Ini membuktikan kemudian bahwa
Barca bukanlah sekedar klub, dan sisi sejarah ini memberikan rasa nyaman bagi
pengusung bendera klub pada masa sekarang ini.”
Pasukan
Jenderal Franco berbaris memasuki kota Barcelona pada 26 Januari 1939, dan
perang sipil segera dimulai (Goldblatt: 2006, p.303).

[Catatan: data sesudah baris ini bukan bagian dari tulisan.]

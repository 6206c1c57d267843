//! Domain records exchanged with the persistence collaborators.
//!
//! Field names serialize in camelCase so records round-trip with the
//! document store the web layer already writes.

use crate::code::CustomerCode;
use crate::points::ClassFeatures;
use chrono::{DateTime, Utc};
use serde::{Deserialize, Serialize};

/// Name given to the class created for businesses without one.
pub const DEFAULT_CLASS_NAME: &str = "Standard";

/// A customer enrolled (or about to be enrolled) with a business.
///
/// # Example
///
/// ```
/// use redeem_kit::entity::Customer;
///
/// let customer = Customer::new("cust_1").with_business("biz_1");
/// assert!(!customer.has_existing_code());
/// assert_eq!(customer.points, 0);
/// ```
#[derive(Clone, Debug, PartialEq, Serialize, Deserialize)]
#[serde(rename_all = "camelCase")]
pub struct Customer {
    pub id: String,
    #[serde(default)]
    pub business_id: Option<String>,
    #[serde(default)]
    pub class_id: Option<String>,
    #[serde(default)]
    pub customer_code: Option<CustomerCode>,
    #[serde(default)]
    pub qr_code_url: Option<String>,
    #[serde(default)]
    pub points: u64,
    #[serde(default)]
    pub total_earned: u64,
    #[serde(default)]
    pub total_redeemed: u64,
    pub updated_at: DateTime<Utc>,
}

impl Customer {
    pub fn new(id: impl Into<String>) -> Self {
        Customer {
            id: id.into(),
            business_id: None,
            class_id: None,
            customer_code: None,
            qr_code_url: None,
            points: 0,
            total_earned: 0,
            total_redeemed: 0,
            updated_at: Utc::now(),
        }
    }

    pub fn with_business(mut self, business_id: impl Into<String>) -> Self {
        self.business_id = Some(business_id.into());
        self
    }

    pub fn with_class(mut self, class_id: impl Into<String>) -> Self {
        self.class_id = Some(class_id.into());
        self
    }

    pub fn with_points(mut self, points: u64) -> Self {
        self.points = points;
        self
    }

    /// Codes are issued once and never replaced.
    pub fn has_existing_code(&self) -> bool {
        self.customer_code.is_some()
    }
}

/// A business running a loyalty program.
#[derive(Clone, Debug, PartialEq, Eq, Serialize, Deserialize)]
#[serde(rename_all = "camelCase")]
pub struct Business {
    pub id: String,
    pub name: String,
    /// Prefix for this business's customer codes.
    #[serde(default)]
    pub prefix: Option<String>,
    #[serde(default)]
    pub approved: bool,
    #[serde(default)]
    pub visible: bool,
}

impl Business {
    pub fn new(id: impl Into<String>, name: impl Into<String>) -> Self {
        Business {
            id: id.into(),
            name: name.into(),
            prefix: None,
            approved: false,
            visible: false,
        }
    }

    pub fn with_prefix(mut self, prefix: impl Into<String>) -> Self {
        self.prefix = Some(prefix.into());
        self
    }

    pub fn listed(mut self) -> Self {
        self.approved = true;
        self.visible = true;
        self
    }

    /// Shown in customer-facing business pickers.
    pub fn is_listed(&self) -> bool {
        self.approved && self.visible
    }
}

/// A customer class with its earning rules.
#[derive(Clone, Debug, PartialEq, Eq, Serialize, Deserialize)]
#[serde(rename_all = "camelCase")]
pub struct CustomerClass {
    pub id: String,
    pub business_id: String,
    pub name: String,
    /// Stored inline: `referralBonus` and `maxPointsPerTransaction` sit at
    /// class level next to `specialRewards`.
    #[serde(flatten)]
    pub features: ClassFeatures,
    /// Rate stored on old class documents. Never used for calculation.
    #[serde(default, rename = "pointsPerDollar", skip_serializing_if = "Option::is_none")]
    pub legacy_points_per_dollar: Option<u32>,
    #[serde(default)]
    pub special_rewards: Vec<String>,
}

impl CustomerClass {
    pub fn new(
        id: impl Into<String>,
        business_id: impl Into<String>,
        name: impl Into<String>,
    ) -> Self {
        CustomerClass {
            id: id.into(),
            business_id: business_id.into(),
            name: name.into(),
            features: ClassFeatures::default(),
            legacy_points_per_dollar: None,
            special_rewards: Vec::new(),
        }
    }

    pub fn with_features(mut self, features: ClassFeatures) -> Self {
        self.features = features;
        self
    }

    /// The class every business starts with: no bonus, no cap.
    pub fn default_for(business_id: &str) -> Self {
        CustomerClass::new(
            format!("{}_default", business_id),
            business_id,
            DEFAULT_CLASS_NAME,
        )
    }
}

/// A gift-card style reward in a business catalog.
#[derive(Clone, Debug, PartialEq, Eq, Serialize, Deserialize)]
#[serde(rename_all = "camelCase")]
pub struct Reward {
    pub id: String,
    pub business_id: String,
    pub name: String,
    pub cost_points: u64,
}

impl Reward {
    pub fn new(
        id: impl Into<String>,
        business_id: impl Into<String>,
        name: impl Into<String>,
        cost_points: u64,
    ) -> Self {
        Reward {
            id: id.into(),
            business_id: business_id.into(),
            name: name.into(),
            cost_points,
        }
    }
}

/// How points were earned.
#[derive(Clone, Copy, Debug, PartialEq, Eq, Serialize, Deserialize)]
#[serde(rename_all = "lowercase")]
pub enum PointsSource {
    /// Regular purchase scanned from a class QR.
    Purchase,
    /// Purchase that arrived through a referral QR.
    Referral,
}

/// One awarded transaction.
#[derive(Clone, Debug, PartialEq, Serialize, Deserialize)]
#[serde(rename_all = "camelCase")]
pub struct PurchaseRecord {
    pub id: String,
    pub customer_id: String,
    pub business_id: String,
    pub amount: f64,
    /// Points from the amount alone, before bonus and cap.
    pub base_points: u64,
    pub awarded_points: u64,
    pub source: PointsSource,
    pub recorded_at: DateTime<Utc>,
}

/// Change to a customer's balance.
#[derive(Clone, Copy, Debug, PartialEq, Eq)]
pub enum PointsDelta {
    /// Adds to `points` and `total_earned`.
    Earn(u64),
    /// Moves from `points` to `total_redeemed`.
    Redeem(u64),
}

Kejatuhan kota menurunkan
pengaruh politis FC Barcelona, dimana rezim baru menganggap bahwa klub adalah
instrumen otonomi regional yang harus didiamkan (Goldblatt: 2006, p.305).

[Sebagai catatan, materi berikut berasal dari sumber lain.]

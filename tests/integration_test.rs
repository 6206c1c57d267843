//! Integration tests for redeem-kit
//!
//! These tests verify end-to-end loyalty flows across all components.

use chrono::{Duration as ChronoDuration, Utc};
use redeem_kit::code::{CustomerCode, SuffixSource, SUFFIX_SPACE};
use redeem_kit::entity::{
    Business, Customer, CustomerClass, PointsDelta, PointsSource, PurchaseRecord, Reward,
};
use redeem_kit::observability::LoyaltyMetrics;
use redeem_kit::store::{BusinessRegistry, ClassRegistry, CustomerStore, InMemoryStore};
use redeem_kit::{
    Assignment, ClassFeatures, Error, LoyaltyConfig, LoyaltyService, QrKind, QrPayload, Result,
    RngSource,
};
use std::collections::HashSet;
use std::sync::atomic::{AtomicU32, Ordering};
use std::sync::Arc;
use std::time::Duration;

// ============================================================================
// Fixtures
// ============================================================================

/// Replays fixed suffixes, repeating the last one.
struct Scripted {
    values: Vec<u32>,
    pos: usize,
}

impl Scripted {
    fn new(values: Vec<u32>) -> Self {
        Scripted { values, pos: 0 }
    }
}

impl SuffixSource for Scripted {
    fn draw(&mut self, _upper: u32) -> u32 {
        let v = self.values[self.pos.min(self.values.len() - 1)];
        self.pos += 1;
        v
    }
}

/// Store whose first issued-code snapshot hides the codes a concurrent
/// writer is about to take.
struct StaleSnapshotStore {
    inner: InMemoryStore,
    hidden: HashSet<String>,
    snapshots: AtomicU32,
}

impl CustomerStore for StaleSnapshotStore {
    async fn fetch_customer(&self, customer_id: &str) -> Result<Option<Customer>> {
        self.inner.fetch_customer(customer_id).await
    }

    async fn issued_codes(&self, business_id: &str) -> Result<HashSet<String>> {
        let mut codes = self.inner.issued_codes(business_id).await?;
        if self.snapshots.fetch_add(1, Ordering::SeqCst) == 0 {
            codes.retain(|c| !self.hidden.contains(c));
        }
        Ok(codes)
    }

    async fn write_customer_code(
        &self,
        customer_id: &str,
        business_id: &str,
        code: &CustomerCode,
        qr_code_url: &str,
        updated_at: chrono::DateTime<Utc>,
    ) -> Result<()> {
        self.inner
            .write_customer_code(customer_id, business_id, code, qr_code_url, updated_at)
            .await
    }

    async fn apply_points(&self, customer_id: &str, delta: PointsDelta) -> Result<Customer> {
        self.inner.apply_points(customer_id, delta).await
    }

    async fn record_purchase(&self, record: &PurchaseRecord) -> Result<Customer> {
        self.inner.record_purchase(record).await
    }
}

impl BusinessRegistry for StaleSnapshotStore {
    async fn fetch_business(&self, business_id: &str) -> Result<Option<Business>> {
        self.inner.fetch_business(business_id).await
    }
}

impl ClassRegistry for StaleSnapshotStore {
    async fn fetch_class(&self, class_id: &str) -> Result<Option<CustomerClass>> {
        self.inner.fetch_class(class_id).await
    }

    async fn classes_for_business(&self, business_id: &str) -> Result<Vec<CustomerClass>> {
        self.inner.classes_for_business(business_id).await
    }

    async fn insert_class(&self, class: CustomerClass) -> Result<()> {
        self.inner.insert_class(class).await
    }

    async fn fetch_reward(&self, reward_id: &str) -> Result<Option<Reward>> {
        self.inner.fetch_reward(reward_id).await
    }
}

#[derive(Clone, Default)]
struct CountingMetrics {
    assigned: Arc<AtomicU32>,
    collisions: Arc<AtomicU32>,
}

impl LoyaltyMetrics for CountingMetrics {
    fn record_code_assigned(&self, _business_id: &str, _code: &str, _allocations: u32) {
        self.assigned.fetch_add(1, Ordering::SeqCst);
    }

    fn record_collision(&self, _business_id: &str, _code: &str) {
        self.collisions.fetch_add(1, Ordering::SeqCst);
    }
}

fn test_config() -> LoyaltyConfig {
    LoyaltyConfig::default()
        .with_qr_base_url("https://rewards.test/customer")
        .with_collision_backoff(Duration::ZERO)
}

fn bakery_store() -> InMemoryStore {
    let store = InMemoryStore::new();
    store.insert_business(
        Business::new("bakery", "Corner Bakery")
            .with_prefix("ABC")
            .listed(),
    );
    store
}

// ============================================================================
// Tests
// ============================================================================

/// Test 1: Signup To Redemption
///
/// Verifies the full customer lifecycle:
/// - default class created for a new business
/// - code and QR link assigned at signup
/// - points accrued from purchases
/// - points spent on a reward
#[tokio::test]
async fn test_signup_to_redemption() {
    let _ = env_logger::builder().is_test(true).try_init();

    let store = bakery_store();
    store.insert_reward(Reward::new("card_5", "bakery", "$5 gift card", 250));
    let service = LoyaltyService::new(store.clone(), test_config())
        .expect("Failed to build service")
        .with_suffix_source(RngSource::seeded(2024));

    let class = service
        .ensure_default_class("bakery")
        .await
        .expect("Failed to create class")
        .expect("Business had no class");
    store.insert_customer(
        Customer::new("alice")
            .with_business("bakery")
            .with_class(class.id.clone()),
    );

    let assignment = service
        .assign_customer_code("alice")
        .await
        .expect("Failed to assign code");
    assert!(assignment.is_new());

    service
        .record_purchase("alice", 19.99, PointsSource::Purchase)
        .await
        .expect("Failed to record purchase");
    service
        .record_purchase("alice", 8.50, PointsSource::Purchase)
        .await
        .expect("Failed to record purchase");

    let customer = service
        .redeem_reward("alice", "card_5")
        .await
        .expect("Failed to redeem");

    // 199 + 85 earned, 250 spent
    assert_eq!(customer.total_earned, 284);
    assert_eq!(customer.total_redeemed, 250);
    assert_eq!(customer.points, 34);
    assert_eq!(
        customer.qr_code_url,
        Some(format!(
            "https://rewards.test/customer?code={}",
            assignment.code()
        ))
    );
}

Sejatinya, Franco hendak mempermalukan klub dengan menunjukkan nasionalisme
Catalan sebagai hal yang memilukan dan bertentangan dengan ideologi Spanyol.
Jadwal
pertama yang dimainkan di stadion Les Corts setelah selesainya perang sipil
diawali dengan perayaan penyerahan upeti kepada rezim baru, dimana pejabat
fasis hadir untuk mendeklarasikan “pengusiran setan jahat berupa roh
separatisme” dari klub (Burns: 1999, p.124).
Seperti yang
ditulis oleh Stanley Payne (1987, p.231) dalam bukunya The Franco Regime:
1936-1975, pemerintahan Franco adalah yang sangat tersentralisasi dalam sejarah
Spanyol hingga saat ini, namun memunculkan sikap “negara sendiri” bagi penduduk
Catalonia dan Basque.
Catalonia dipimpin oleh sebuah administrasi pengawasan
khusus, dimana penggunaan bahasa Catalan sangat dilarang di depan umum, tidak
boleh digunakan dalam literatur, perayaan agaman dan sistem hokum (Payne: 1987,
p.231). Sejatinya, FC Barcelona pun dipaksa untuk mengganti namanya menjadi
Castillian Barcelona Club de Futbol, sebuah nama yang dirancang untuk
menghilangkan sentiment Catalan dari klub dan secara formal memutus sejarahnya
(Burns: 1999, p.127-128).
Sementara
Franco ingin mendorong sepak bola sebagai bagian depolitisasi di wilayah
Spanyol, ada beberapa batasan yang diletakkan pada FC Barcelona (Goldblatt:
2007, p.305). Klub bisa saja memenangkan piala namun mereka dilarang untuk
mengekspresikan kemenangan. Pada zaman Franco, sepak bola diekspresikan sebagai
bentuk kekuasaan, sebuah instrumen penyatuan dan penetral bagi massa (Burns:
1999, p.134). FC Barcelona, seperti halnya organisasi lainnya, dipaksa untuk
menyesuaikan diri.
Dengan dilucuti identitas politiknya dan dibatasi
kegiatannya dalam bersaing dengan Real Madrid (Goldblatt: 2007, p.305), FC
Barcelona telah kehilangan identitas politik dan budayanya, terutama sejak
diatur oleh manajemen yang merupakan simpatisan Fasis (Burns: 1999, p.128-130).